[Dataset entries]
####

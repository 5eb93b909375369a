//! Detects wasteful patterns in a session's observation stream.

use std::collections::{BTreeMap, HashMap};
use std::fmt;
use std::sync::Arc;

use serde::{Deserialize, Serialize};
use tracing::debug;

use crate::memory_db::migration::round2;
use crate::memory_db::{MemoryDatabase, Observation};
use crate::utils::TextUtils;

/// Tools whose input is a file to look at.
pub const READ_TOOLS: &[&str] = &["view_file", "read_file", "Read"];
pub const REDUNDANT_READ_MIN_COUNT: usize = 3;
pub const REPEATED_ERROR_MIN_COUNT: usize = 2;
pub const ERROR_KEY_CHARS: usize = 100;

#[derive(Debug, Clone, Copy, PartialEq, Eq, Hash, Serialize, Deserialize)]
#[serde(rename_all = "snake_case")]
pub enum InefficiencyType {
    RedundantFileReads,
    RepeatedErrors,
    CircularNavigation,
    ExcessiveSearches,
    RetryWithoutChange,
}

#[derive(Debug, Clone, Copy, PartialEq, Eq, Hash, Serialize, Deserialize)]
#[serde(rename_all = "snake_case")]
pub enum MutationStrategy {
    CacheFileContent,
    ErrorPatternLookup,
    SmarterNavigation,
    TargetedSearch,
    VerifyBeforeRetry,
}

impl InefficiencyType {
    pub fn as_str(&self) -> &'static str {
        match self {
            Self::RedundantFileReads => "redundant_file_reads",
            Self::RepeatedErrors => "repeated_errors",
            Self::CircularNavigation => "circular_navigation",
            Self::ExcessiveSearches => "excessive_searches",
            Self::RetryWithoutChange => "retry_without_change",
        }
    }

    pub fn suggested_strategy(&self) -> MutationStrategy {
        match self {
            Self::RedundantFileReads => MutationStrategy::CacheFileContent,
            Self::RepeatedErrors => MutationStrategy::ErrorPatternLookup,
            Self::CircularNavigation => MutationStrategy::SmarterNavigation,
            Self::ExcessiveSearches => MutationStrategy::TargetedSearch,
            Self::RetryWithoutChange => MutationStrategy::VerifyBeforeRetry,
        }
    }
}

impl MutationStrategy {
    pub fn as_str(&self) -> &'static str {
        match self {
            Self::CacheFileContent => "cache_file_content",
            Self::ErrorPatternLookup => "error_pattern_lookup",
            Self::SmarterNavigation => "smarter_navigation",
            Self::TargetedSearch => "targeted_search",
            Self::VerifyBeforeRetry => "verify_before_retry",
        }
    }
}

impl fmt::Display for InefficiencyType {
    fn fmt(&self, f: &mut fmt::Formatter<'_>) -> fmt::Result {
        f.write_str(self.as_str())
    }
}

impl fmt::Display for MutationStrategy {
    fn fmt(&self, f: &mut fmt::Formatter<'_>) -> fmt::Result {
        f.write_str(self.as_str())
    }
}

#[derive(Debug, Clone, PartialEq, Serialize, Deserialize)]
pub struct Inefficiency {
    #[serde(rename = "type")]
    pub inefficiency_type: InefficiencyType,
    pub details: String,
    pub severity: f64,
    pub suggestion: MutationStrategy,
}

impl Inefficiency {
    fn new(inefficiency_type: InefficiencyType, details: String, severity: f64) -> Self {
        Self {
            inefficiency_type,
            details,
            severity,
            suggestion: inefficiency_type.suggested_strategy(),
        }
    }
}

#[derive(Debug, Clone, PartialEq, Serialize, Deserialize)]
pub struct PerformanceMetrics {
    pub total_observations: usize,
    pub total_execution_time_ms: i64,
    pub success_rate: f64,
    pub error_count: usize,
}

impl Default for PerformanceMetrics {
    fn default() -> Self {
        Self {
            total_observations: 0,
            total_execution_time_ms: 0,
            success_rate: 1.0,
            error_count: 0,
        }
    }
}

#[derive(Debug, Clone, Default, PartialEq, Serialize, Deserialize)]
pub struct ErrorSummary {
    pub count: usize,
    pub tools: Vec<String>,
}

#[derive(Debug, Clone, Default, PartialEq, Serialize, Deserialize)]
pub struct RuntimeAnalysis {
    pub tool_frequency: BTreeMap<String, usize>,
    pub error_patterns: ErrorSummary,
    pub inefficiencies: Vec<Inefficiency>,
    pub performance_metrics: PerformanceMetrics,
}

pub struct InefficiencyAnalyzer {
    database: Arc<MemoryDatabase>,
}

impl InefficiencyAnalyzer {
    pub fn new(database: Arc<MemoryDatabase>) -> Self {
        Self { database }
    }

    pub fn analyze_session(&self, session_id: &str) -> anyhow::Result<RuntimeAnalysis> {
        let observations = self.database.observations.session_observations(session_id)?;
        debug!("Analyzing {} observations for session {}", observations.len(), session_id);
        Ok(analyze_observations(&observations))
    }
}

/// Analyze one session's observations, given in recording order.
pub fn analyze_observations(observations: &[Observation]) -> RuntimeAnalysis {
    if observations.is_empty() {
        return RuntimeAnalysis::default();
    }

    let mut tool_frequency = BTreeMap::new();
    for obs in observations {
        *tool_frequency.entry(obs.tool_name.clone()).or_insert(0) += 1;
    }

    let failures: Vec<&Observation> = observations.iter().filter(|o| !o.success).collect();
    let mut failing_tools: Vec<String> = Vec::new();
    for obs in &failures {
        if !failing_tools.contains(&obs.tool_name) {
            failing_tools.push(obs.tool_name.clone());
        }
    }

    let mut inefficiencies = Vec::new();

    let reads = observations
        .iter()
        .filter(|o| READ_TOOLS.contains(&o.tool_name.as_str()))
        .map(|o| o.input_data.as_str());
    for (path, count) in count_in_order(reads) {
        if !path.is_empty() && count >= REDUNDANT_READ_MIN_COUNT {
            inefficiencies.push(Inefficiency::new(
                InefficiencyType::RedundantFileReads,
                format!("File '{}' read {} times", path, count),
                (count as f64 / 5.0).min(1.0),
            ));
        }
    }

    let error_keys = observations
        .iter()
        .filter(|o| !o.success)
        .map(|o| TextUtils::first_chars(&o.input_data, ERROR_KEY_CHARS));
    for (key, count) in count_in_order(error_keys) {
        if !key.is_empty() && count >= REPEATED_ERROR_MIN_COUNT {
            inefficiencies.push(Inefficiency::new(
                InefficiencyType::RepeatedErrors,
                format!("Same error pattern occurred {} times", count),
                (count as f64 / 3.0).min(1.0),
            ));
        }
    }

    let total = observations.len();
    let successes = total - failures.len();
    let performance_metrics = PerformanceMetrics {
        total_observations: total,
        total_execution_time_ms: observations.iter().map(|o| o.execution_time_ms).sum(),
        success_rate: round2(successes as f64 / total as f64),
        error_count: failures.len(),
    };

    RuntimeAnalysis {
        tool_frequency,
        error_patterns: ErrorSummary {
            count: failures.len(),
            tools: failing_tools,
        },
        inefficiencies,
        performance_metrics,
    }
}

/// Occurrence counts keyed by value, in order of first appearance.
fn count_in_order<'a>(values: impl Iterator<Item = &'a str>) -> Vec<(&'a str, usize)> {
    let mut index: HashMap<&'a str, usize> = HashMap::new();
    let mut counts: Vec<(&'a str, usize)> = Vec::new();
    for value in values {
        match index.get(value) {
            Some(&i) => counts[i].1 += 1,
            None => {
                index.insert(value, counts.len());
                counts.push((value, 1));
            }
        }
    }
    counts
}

####

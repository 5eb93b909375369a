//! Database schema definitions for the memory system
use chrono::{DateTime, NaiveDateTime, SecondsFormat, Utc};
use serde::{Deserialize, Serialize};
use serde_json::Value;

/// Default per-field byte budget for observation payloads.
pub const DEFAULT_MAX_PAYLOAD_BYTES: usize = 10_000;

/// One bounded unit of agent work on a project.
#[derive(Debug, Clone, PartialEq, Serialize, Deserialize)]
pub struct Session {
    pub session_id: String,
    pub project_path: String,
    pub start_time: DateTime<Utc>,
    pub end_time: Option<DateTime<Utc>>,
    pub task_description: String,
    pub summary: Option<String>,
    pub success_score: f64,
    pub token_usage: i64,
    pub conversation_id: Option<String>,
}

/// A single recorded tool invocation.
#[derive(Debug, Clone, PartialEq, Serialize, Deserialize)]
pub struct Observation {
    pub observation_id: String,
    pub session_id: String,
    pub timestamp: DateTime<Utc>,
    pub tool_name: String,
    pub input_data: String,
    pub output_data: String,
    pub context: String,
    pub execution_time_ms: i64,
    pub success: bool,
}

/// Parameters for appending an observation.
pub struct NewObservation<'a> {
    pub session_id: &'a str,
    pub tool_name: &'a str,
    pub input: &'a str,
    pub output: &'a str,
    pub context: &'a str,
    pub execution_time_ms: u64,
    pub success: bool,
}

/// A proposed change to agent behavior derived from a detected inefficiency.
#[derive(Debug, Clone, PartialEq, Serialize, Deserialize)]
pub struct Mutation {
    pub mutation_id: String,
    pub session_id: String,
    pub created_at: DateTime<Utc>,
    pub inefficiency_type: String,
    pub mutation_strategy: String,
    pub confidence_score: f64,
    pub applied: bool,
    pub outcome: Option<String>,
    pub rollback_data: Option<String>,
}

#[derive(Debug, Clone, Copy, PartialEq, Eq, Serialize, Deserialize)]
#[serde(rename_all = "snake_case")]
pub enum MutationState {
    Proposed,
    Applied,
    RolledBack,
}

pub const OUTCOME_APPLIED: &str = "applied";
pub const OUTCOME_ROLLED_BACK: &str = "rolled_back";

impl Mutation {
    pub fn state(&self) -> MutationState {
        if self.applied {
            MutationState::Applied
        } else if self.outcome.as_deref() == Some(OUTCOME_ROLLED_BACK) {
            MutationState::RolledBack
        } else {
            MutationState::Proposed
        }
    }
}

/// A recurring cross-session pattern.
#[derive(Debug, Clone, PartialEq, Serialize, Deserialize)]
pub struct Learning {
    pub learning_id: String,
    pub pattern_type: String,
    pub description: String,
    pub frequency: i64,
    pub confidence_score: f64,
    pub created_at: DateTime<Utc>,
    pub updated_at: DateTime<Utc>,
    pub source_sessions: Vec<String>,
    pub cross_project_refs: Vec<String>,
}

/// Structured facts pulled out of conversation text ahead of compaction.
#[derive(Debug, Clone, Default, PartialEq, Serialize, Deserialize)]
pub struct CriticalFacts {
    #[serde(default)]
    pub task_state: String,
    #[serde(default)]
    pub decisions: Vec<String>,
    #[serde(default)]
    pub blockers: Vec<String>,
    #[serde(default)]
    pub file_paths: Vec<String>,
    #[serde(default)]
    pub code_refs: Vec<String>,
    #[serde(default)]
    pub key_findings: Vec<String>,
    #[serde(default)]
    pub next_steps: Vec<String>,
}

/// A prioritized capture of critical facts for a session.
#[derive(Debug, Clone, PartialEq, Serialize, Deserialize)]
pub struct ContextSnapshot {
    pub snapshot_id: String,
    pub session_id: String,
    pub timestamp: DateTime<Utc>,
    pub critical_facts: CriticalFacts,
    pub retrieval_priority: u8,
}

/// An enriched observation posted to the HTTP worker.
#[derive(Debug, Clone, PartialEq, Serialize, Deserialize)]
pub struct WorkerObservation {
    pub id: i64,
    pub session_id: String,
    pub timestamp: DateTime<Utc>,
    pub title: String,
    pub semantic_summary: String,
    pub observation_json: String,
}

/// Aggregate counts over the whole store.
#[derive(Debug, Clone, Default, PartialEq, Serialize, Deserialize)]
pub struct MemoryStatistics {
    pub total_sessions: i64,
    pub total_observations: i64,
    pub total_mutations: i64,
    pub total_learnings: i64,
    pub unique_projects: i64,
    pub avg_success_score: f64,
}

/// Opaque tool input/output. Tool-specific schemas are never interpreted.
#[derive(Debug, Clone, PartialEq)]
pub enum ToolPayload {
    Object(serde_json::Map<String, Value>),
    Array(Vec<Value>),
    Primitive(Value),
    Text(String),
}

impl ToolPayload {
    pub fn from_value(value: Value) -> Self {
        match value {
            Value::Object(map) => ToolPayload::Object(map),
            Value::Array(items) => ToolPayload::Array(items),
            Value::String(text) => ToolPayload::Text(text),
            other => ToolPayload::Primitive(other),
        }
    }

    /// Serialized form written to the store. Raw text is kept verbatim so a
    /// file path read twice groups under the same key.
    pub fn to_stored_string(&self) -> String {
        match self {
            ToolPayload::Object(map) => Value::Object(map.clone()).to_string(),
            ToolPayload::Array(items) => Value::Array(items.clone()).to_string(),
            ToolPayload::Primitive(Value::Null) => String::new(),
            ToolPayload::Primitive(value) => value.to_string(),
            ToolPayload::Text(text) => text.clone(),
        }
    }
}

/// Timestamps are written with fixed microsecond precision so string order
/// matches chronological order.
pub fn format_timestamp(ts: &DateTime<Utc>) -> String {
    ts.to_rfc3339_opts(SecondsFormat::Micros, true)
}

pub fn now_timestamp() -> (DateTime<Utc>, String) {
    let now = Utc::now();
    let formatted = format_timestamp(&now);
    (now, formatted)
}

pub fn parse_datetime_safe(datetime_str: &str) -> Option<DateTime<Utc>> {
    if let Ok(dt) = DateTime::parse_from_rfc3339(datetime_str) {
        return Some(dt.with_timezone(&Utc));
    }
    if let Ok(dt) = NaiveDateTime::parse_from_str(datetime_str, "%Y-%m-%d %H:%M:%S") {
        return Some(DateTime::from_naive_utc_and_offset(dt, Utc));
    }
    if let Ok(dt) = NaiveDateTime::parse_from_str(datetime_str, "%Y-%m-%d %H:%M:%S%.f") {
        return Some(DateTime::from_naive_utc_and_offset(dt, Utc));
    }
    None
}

####

» **Instructions for the task**
Return every line from the records above that holds the word "Display".

» **Task result**
impl fmt::Display for InefficiencyType {
impl fmt::Display for MutationStrategy {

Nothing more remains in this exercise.